(Collected data)
»»

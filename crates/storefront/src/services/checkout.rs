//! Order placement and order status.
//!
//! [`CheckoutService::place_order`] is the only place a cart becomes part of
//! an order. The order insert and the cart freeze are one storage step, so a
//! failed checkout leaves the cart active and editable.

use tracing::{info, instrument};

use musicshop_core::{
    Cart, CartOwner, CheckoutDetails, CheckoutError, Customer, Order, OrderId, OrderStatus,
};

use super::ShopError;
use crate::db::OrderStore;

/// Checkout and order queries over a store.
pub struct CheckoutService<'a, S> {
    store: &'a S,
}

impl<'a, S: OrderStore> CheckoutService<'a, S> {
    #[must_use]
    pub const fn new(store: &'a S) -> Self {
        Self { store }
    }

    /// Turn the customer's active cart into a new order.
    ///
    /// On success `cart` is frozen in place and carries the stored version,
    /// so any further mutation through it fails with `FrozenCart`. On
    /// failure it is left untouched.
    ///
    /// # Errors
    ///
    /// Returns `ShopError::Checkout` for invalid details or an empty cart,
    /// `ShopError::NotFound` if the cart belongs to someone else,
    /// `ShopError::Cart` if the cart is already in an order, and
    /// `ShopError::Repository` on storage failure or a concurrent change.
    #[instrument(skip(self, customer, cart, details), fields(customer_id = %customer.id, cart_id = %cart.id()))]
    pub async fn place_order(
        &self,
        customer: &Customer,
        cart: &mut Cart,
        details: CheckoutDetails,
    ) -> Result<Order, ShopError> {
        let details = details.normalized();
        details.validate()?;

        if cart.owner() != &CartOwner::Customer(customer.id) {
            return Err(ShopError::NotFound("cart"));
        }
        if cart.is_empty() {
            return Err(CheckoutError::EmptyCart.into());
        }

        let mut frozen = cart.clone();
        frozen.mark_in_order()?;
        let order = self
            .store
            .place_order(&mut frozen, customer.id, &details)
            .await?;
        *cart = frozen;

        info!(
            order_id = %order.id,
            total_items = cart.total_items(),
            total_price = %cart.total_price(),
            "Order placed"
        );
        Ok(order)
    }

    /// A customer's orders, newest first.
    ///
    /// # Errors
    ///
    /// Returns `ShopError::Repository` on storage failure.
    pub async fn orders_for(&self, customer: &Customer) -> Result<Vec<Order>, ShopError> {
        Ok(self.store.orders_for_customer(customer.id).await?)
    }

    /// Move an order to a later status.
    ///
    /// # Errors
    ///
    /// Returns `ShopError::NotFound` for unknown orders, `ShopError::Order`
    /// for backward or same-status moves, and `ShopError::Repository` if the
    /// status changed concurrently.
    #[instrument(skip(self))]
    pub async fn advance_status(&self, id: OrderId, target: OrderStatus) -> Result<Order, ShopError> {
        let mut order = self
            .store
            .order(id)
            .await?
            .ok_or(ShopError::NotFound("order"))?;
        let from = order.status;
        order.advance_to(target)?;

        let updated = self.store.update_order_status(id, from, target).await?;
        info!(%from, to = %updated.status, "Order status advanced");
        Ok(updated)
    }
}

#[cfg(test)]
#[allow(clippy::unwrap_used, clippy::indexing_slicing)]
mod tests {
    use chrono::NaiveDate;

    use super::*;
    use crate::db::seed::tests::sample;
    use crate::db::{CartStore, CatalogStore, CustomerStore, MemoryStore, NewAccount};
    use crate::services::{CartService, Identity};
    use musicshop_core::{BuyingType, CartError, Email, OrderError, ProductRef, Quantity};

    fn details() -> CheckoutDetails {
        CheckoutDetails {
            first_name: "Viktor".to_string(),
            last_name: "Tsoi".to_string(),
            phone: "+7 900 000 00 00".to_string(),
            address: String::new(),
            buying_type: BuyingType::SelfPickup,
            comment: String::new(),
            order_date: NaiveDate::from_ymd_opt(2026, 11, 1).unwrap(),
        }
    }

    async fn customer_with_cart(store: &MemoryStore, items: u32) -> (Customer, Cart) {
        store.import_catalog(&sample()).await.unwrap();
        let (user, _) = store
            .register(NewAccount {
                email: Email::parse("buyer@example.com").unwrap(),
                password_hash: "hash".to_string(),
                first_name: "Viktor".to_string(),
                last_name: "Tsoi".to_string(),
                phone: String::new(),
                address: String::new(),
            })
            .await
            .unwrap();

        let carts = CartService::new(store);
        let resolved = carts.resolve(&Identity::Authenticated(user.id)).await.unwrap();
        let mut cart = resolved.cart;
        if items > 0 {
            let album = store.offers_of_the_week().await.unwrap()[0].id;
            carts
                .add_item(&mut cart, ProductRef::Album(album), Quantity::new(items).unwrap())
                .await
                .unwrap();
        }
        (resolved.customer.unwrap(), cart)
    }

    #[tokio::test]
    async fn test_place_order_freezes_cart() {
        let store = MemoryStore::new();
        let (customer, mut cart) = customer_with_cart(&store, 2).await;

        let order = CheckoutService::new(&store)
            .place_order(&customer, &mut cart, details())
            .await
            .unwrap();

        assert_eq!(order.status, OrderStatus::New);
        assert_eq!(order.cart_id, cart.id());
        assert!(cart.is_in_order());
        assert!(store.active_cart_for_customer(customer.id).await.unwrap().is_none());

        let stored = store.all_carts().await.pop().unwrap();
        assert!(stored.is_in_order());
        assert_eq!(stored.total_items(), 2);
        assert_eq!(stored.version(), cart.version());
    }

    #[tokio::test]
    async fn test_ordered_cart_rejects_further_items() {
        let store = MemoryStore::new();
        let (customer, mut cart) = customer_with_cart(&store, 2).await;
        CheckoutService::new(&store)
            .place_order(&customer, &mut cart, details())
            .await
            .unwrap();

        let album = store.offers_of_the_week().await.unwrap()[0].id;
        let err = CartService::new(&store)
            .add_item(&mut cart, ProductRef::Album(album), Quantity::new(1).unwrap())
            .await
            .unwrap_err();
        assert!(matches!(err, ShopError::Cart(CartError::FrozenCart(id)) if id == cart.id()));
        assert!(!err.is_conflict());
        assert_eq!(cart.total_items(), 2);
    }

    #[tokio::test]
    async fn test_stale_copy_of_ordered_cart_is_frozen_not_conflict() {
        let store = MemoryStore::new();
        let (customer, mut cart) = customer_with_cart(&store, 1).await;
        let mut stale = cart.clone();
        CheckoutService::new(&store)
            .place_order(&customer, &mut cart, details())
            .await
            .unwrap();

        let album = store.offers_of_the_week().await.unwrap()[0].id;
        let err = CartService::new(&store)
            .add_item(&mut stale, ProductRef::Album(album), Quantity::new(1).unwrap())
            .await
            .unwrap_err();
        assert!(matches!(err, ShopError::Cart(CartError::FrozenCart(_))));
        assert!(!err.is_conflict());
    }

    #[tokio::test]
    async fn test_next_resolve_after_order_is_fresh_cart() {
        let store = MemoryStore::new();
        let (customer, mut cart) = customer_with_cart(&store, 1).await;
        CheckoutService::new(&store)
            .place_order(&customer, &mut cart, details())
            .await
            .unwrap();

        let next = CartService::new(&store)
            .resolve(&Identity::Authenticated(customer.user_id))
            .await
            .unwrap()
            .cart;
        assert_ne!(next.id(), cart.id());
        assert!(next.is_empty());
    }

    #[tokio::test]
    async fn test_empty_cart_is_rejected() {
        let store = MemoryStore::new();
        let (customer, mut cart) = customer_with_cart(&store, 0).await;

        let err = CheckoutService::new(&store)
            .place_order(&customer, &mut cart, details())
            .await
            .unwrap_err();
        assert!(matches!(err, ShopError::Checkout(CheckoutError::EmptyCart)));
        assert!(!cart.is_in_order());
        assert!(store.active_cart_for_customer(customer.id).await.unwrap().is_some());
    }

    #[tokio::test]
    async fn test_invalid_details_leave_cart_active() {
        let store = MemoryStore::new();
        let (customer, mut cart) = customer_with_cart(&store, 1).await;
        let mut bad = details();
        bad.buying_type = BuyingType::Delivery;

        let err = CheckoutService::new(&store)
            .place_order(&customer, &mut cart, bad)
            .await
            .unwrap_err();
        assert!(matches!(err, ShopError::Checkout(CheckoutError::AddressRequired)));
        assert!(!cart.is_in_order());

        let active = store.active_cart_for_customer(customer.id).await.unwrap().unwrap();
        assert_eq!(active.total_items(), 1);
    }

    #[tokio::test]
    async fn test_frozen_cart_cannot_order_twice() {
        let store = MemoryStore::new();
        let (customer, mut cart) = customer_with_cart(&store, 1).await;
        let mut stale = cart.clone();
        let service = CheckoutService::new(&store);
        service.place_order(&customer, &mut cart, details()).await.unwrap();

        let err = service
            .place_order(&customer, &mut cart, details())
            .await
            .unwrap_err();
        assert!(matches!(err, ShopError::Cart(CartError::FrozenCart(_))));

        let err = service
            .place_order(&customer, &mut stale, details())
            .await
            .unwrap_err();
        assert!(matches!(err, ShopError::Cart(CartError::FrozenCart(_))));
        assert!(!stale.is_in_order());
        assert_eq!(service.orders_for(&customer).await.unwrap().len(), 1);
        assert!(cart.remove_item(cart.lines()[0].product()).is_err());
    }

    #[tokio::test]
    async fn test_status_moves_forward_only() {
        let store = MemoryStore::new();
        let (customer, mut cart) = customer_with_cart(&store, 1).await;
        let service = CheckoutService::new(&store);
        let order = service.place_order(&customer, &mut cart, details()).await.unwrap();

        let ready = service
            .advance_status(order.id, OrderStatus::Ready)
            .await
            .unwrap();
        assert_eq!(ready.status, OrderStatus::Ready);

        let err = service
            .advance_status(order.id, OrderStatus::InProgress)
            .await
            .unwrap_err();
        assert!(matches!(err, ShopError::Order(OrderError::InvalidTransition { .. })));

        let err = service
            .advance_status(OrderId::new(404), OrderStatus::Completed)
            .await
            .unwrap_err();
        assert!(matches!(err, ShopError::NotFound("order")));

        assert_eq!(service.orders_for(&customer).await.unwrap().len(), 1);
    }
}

««

### What is required
Nothing beyond the lines from the start of the entries through the line with "use crate::db::OrderStore;" should appear. Repeat those lines exactly, both ends included.

### Result
filename crates/storefront/src/services/checkout.rs
//! Order placement and order status.
//!
//! [`CheckoutService::place_order`] is the only place a cart becomes part of
//! an order. The order insert and the cart freeze are one storage step, so a
//! failed checkout leaves the cart active and editable.

use tracing::{info, instrument};

use musicshop_core::{
    Cart, CartOwner, CheckoutDetails, CheckoutError, Customer, Order, OrderId, OrderStatus,
};

use super::ShopError;
use crate::db::OrderStore;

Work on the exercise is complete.